Why the Education Sector Needs to Get Better at Cyber Hygiene
As we enter the New Year, it hasn't taken long for the education sector to be hit by several high-profile cyber attacks, underscoring the growing threats facing this critical industry. One of the groups responsible for some of these attacks, known as FOG, is a relatively new player in the ransomware-as-a-service world. The group appeared in the wild in May 2024 and has built a reputation for targeting U.S.-based higher education institutions by exploiting compromised VPN credentials to gain access to sensitive systems. In fact, cybersecurity researchers at Arctic Wolf reported that 80% of all FOG's victims are in the education sector.
This rise in incidents highlights several important considerations that demand attention. First, it raises a critical question: Why aren't higher education institutions learning from the mistakes of their peers? Cyber attacks targeting educational institutions are not a new phenomenon. In recent years, ransomware groups and other bad actors have repeatedly exploited the sector. Despite the wealth of publicly available information about prior attacks and the TTPs (tactics, techniques, and procedures) used by cyber criminals, many institutions appear unprepared to protect their students, faculty, and endowments from cyber threats.
The second takeaway is that cyber criminals continue to exploit well-established attack vectors, such as phishing, unpatched systems, and compromised credentials to infiltrate systems and access sensitive data. These vulnerabilities could often be mitigated with the implementation of basic security best practices.
A Call to Action
The recent wave of cyber attacks targeting the education sector underscores the persistent vulnerabilities within higher education institutions and the urgent need for these organizations to get up to speed on cyber hygiene and prioritize a comprehensive approach to cybersecurity.

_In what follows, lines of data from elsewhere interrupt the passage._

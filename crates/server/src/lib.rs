//! Docker authorization plugin service.
//!
//! Serves the Docker `authz` plugin protocol on a Unix socket, answering each
//! request against the current policy snapshot while a background task keeps
//! that snapshot in sync with the policy directory.

pub mod api;
pub mod bootstrap;
pub mod cli;
pub mod config;
pub mod lifecycle;
pub mod protocol;
pub mod router;
pub mod server;
pub mod signal;
pub mod state;

pub use config::ServiceConfig;
pub use lifecycle::{Coordinator, LifecycleState};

Historically, institutions have pointed to tight budgets, reliance on outdated technologies, and the necessity of maintaining an open and collaborative environment as barriers to robust cybersecurity. However, these challenges can no longer serve as acceptable excuses. The stakes are simply too high, with ransomware groups and other threat actors continuing to exploit weaknesses to access sensitive data, disrupt operations, and demand significant payouts.
Educational organizations must recognize that adopting a proactive cybersecurity posture is no longer an optional investment — it is an operational necessity. Fortunately, there are several fundamental cybersecurity controls and practices that institutions can implement quickly and cost-effectively to significantly strengthen their defenses. Here are 10 of the most impactful measures.

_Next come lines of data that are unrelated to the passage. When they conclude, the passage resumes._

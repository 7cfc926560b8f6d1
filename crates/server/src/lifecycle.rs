//! Lifecycle coordinator: startup ordering, supervision and shutdown.
//!
//! ```text
//! Init ──(policy dir exists)──► StartingWatch ──► Running ──► ShuttingDown ──► Stopped
//!   └──────────(dir absent: no hot-reload)───────────┘
//! ```
//!
//! While `Running`, the reload task and the decision server proceed on their
//! own tasks; the coordinator only waits for the termination request.

use std::fmt;
use std::future::Future;
use std::sync::Arc;

use anyhow::{bail, Context};
use tokio::task::JoinHandle;
use tracing::{debug, info, warn};

use dpe_policy::debounce::Debouncer;
use dpe_policy::reload::Reloader;
use dpe_policy::watcher::ChangeWatcher;
use dpe_policy::{PolicyLoader, PolicyStore, YamlPolicyLoader};

use crate::bootstrap::{check_policy_dir, PolicyDirStatus};
use crate::config::ServiceConfig;
use crate::server::{DecisionServer, ServerHandle};
use crate::state::AppState;

#[derive(Debug, Clone, Copy, PartialEq, Eq)]
pub enum LifecycleState {
    Init,
    StartingWatch,
    Running,
    ShuttingDown,
    Stopped,
}

impl fmt::Display for LifecycleState {
    fn fmt(&self, f: &mut fmt::Formatter<'_>) -> fmt::Result {
        match self {
            LifecycleState::Init => write!(f, "INIT"),
            LifecycleState::StartingWatch => write!(f, "STARTING_WATCH"),
            LifecycleState::Running => write!(f, "RUNNING"),
            LifecycleState::ShuttingDown => write!(f, "SHUTTING_DOWN"),
            LifecycleState::Stopped => write!(f, "STOPPED"),
        }
    }
}

/// The OS watch plus the reload task consuming it.
///
/// Released exactly once, either explicitly or on drop.
pub struct WatchHandle {
    watcher: Option<ChangeWatcher>,
    task: Option<JoinHandle<u64>>,
}

impl WatchHandle {
    /// Stop watching and end the reload task. Returns `false` if the handle
    /// was already released.
    pub fn release(&mut self) -> bool {
        let watcher = self.watcher.take();
        let task = self.task.take();
        if watcher.is_none() && task.is_none() {
            return false;
        }
        // Dropping the watcher closes the event stream.
        drop(watcher);
        if let Some(task) = task {
            task.abort();
        }
        true
    }

    pub fn is_released(&self) -> bool {
        self.watcher.is_none() && self.task.is_none()
    }
}

impl Drop for WatchHandle {
    fn drop(&mut self) {
        self.release();
    }
}

pub struct Coordinator {
    config: ServiceConfig,
    loader: Arc<dyn PolicyLoader>,
    store: Arc<PolicyStore>,
    state: LifecycleState,
    watch: Option<WatchHandle>,
    server: Option<ServerHandle>,
}

impl Coordinator {
    pub fn new(config: ServiceConfig) -> Self {
        Self::with_loader(config, Arc::new(YamlPolicyLoader::new()))
    }

    pub fn with_loader(config: ServiceConfig, loader: Arc<dyn PolicyLoader>) -> Self {
        Self {
            config,
            loader,
            store: Arc::new(PolicyStore::new()),
            state: LifecycleState::Init,
            watch: None,
            server: None,
        }
    }

    pub fn state(&self) -> LifecycleState {
        self.state
    }

    pub fn store(&self) -> Arc<PolicyStore> {
        Arc::clone(&self.store)
    }

    pub fn is_watching(&self) -> bool {
        self.watch.as_ref().is_some_and(|w| !w.is_released())
    }

    /// Run the startup sequence up to `Running`.
    ///
    /// Any error is fatal: whatever was started is torn down before returning.
    pub async fn start(&mut self) -> anyhow::Result<()> {
        if self.state != LifecycleState::Init {
            bail!("coordinator cannot start from state {}", self.state);
        }

        match check_policy_dir(&self.config.policy_dir, self.config.require_policy_dir)? {
            PolicyDirStatus::Present => {
                self.transition(LifecycleState::StartingWatch);
                self.watch = Some(self.start_watch()?);
            }
            PolicyDirStatus::Missing => warn!(
                path = %self.config.policy_dir.display(),
                "serving without policy hot-reload"
            ),
        }

        let state = Arc::new(AppState::new(self.store(), self.config.debug_acl));
        let server = match DecisionServer::bind(&self.config.socket_path, state) {
            Ok(server) => server,
            Err(e) => {
                if let Some(mut watch) = self.watch.take() {
                    watch.release();
                }
                return Err(e);
            }
        };
        self.server = Some(server.spawn());

        self.transition(LifecycleState::Running);
        Ok(())
    }

    /// Create the watcher, load once, register the directory and spawn the
    /// watch → debounce → reload task.
    fn start_watch(&self) -> anyhow::Result<WatchHandle> {
        let dir = self.config.policy_dir.clone();

        let loader = Arc::clone(&self.loader);
        let (mut watcher, events) = ChangeWatcher::new(dir.clone(), move |path| loader.is_policy_file(path))
            .context("failed to create policy directory watcher")?;

        let reloader = Reloader::new(self.store(), Arc::clone(&self.loader), dir.clone());
        if reloader.reload_now().is_err() {
            warn!(
                path = %dir.display(),
                "initial policy load failed, all requests are denied until a valid policy is written"
            );
        }

        watcher
            .watch()
            .with_context(|| format!("failed to watch policy directory {}", watcher.dir().display()))?;

        let task = tokio::spawn(reloader.run(Debouncer::new(events, self.config.debounce)));
        Ok(WatchHandle {
            watcher: Some(watcher),
            task: Some(task),
        })
    }

    /// Release the watcher and stop the decision server. Calling this again
    /// after the first time does nothing.
    pub async fn shutdown(&mut self) {
        if matches!(self.state, LifecycleState::ShuttingDown | LifecycleState::Stopped) {
            debug!(state = %self.state, "shutdown already requested");
            return;
        }
        self.transition(LifecycleState::ShuttingDown);

        if let Some(mut watch) = self.watch.take() {
            watch.release();
        }
        if let Some(server) = self.server.take() {
            server.stop(self.config.drain_timeout).await;
        }

        self.transition(LifecycleState::Stopped);
    }

    /// Start, wait for `termination`, then shut down.
    pub async fn run_until<F, S>(&mut self, termination: F) -> anyhow::Result<()>
    where
        F: Future<Output = S>,
        S: fmt::Display,
    {
        self.start().await?;
        let reason = termination.await;
        info!(signal = %reason, "processing termination request");
        self.shutdown().await;
        Ok(())
    }

    fn transition(&mut self, next: LifecycleState) {
        info!(from = %self.state, to = %next, "lifecycle transition");
        self.state = next;
    }
}
use std::sync::Arc;

use dpe_policy::PolicyStore;

/// Shared handler state.
pub struct AppState {
    pub store: Arc<PolicyStore>,
    /// Log every decision at info level with rule detail.
    pub debug_acl: bool,
}

impl AppState {
    pub fn new(store: Arc<PolicyStore>, debug_acl: bool) -> Self {
        Self { store, debug_acl }
    }
}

1) Regular Cybersecurity Awareness Training
Offer short, engaging, and frequent training sessions to ensure participants pay attention and retain the information long after the session ends. The curriculum should cover common threats, how to respond, and cyber hygiene best practices. Empowering individuals with knowledge can drastically reduce the success rate of attacks.

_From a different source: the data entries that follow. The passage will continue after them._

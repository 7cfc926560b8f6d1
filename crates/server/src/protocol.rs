//! Docker plugin API wire types (`authz` capability).
//!
//! Field names follow the daemon's Go structs, hence the PascalCase renames.

use std::collections::HashMap;

use serde::{Deserialize, Serialize};

/// Content type the Docker plugin client sends and expects back.
pub const PLUGIN_CONTENT_TYPE: &str = "application/vnd.docker.plugins.v1.2+json";

/// Capability advertised on activation.
pub const AUTHZ_CAPABILITY: &str = "authz";

/// Reply to `POST /Plugin.Activate`.
#[derive(Debug, Clone, Serialize, Deserialize, PartialEq, Eq)]
#[serde(rename_all = "PascalCase")]
pub struct ActivateResponse {
    pub implements: Vec<String>,
}

impl ActivateResponse {
    pub fn authz() -> Self {
        Self {
            implements: vec![AUTHZ_CAPABILITY.to_string()],
        }
    }
}

/// Body of `AuthZPlugin.AuthZReq` and `AuthZPlugin.AuthZRes`.
///
/// Bodies arrive base64-encoded (Go `[]byte`); they are carried but never
/// decoded since policies do not inspect payloads.
#[derive(Debug, Clone, Default, Serialize, Deserialize, PartialEq, Eq)]
#[serde(rename_all = "PascalCase")]
pub struct AuthZRequest {
    #[serde(default)]
    pub user: String,
    #[serde(default, rename = "UserAuthNMethod")]
    pub user_authn_method: String,
    #[serde(default)]
    pub request_method: String,
    #[serde(default, rename = "RequestURI")]
    pub request_uri: String,
    #[serde(default, skip_serializing_if = "Option::is_none")]
    pub request_body: Option<String>,
    #[serde(default, skip_serializing_if = "Option::is_none")]
    pub request_headers: Option<HashMap<String, String>>,
    #[serde(default, skip_serializing_if = "Option::is_none")]
    pub response_status_code: Option<u16>,
    #[serde(default, skip_serializing_if = "Option::is_none")]
    pub response_body: Option<String>,
    #[serde(default, skip_serializing_if = "Option::is_none")]
    pub response_headers: Option<HashMap<String, String>>,
}

/// Reply to both authorization phases.
#[derive(Debug, Clone, Default, Serialize, Deserialize, PartialEq, Eq)]
#[serde(rename_all = "PascalCase")]
pub struct AuthZResponse {
    pub allow: bool,
    #[serde(default)]
    pub msg: String,
    #[serde(default)]
    pub err: String,
}

impl AuthZResponse {
    pub fn allow(msg: impl Into<String>) -> Self {
        Self {
            allow: true,
            msg: msg.into(),
            err: String::new(),
        }
    }

    pub fn deny(msg: impl Into<String>) -> Self {
        Self {
            allow: false,
            msg: msg.into(),
            err: String::new(),
        }
    }

    /// Denial caused by a plugin-side failure rather than by policy.
    pub fn error(err: impl Into<String>) -> Self {
        Self {
            allow: false,
            msg: String::new(),
            err: err.into(),
        }
    }
}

2) Incident Assessment Integration
Use recent cyber attacks targeting educational institutions as case studies during training. Analyze the incidents to draw actionable insights. This can enhance internal processes and help participants understand real-world applications of cybersecurity measures.
3) Foster a Proactive Cybersecurity Culture
Make cybersecurity awareness a shared responsibility across all levels of the organization — from administrators, operators, and IT teams to faculty, staff, and students. Help individuals understand their role in safeguarding digital assets, networks, and identities. A culture of accountability can inspire widespread adoption of best practices.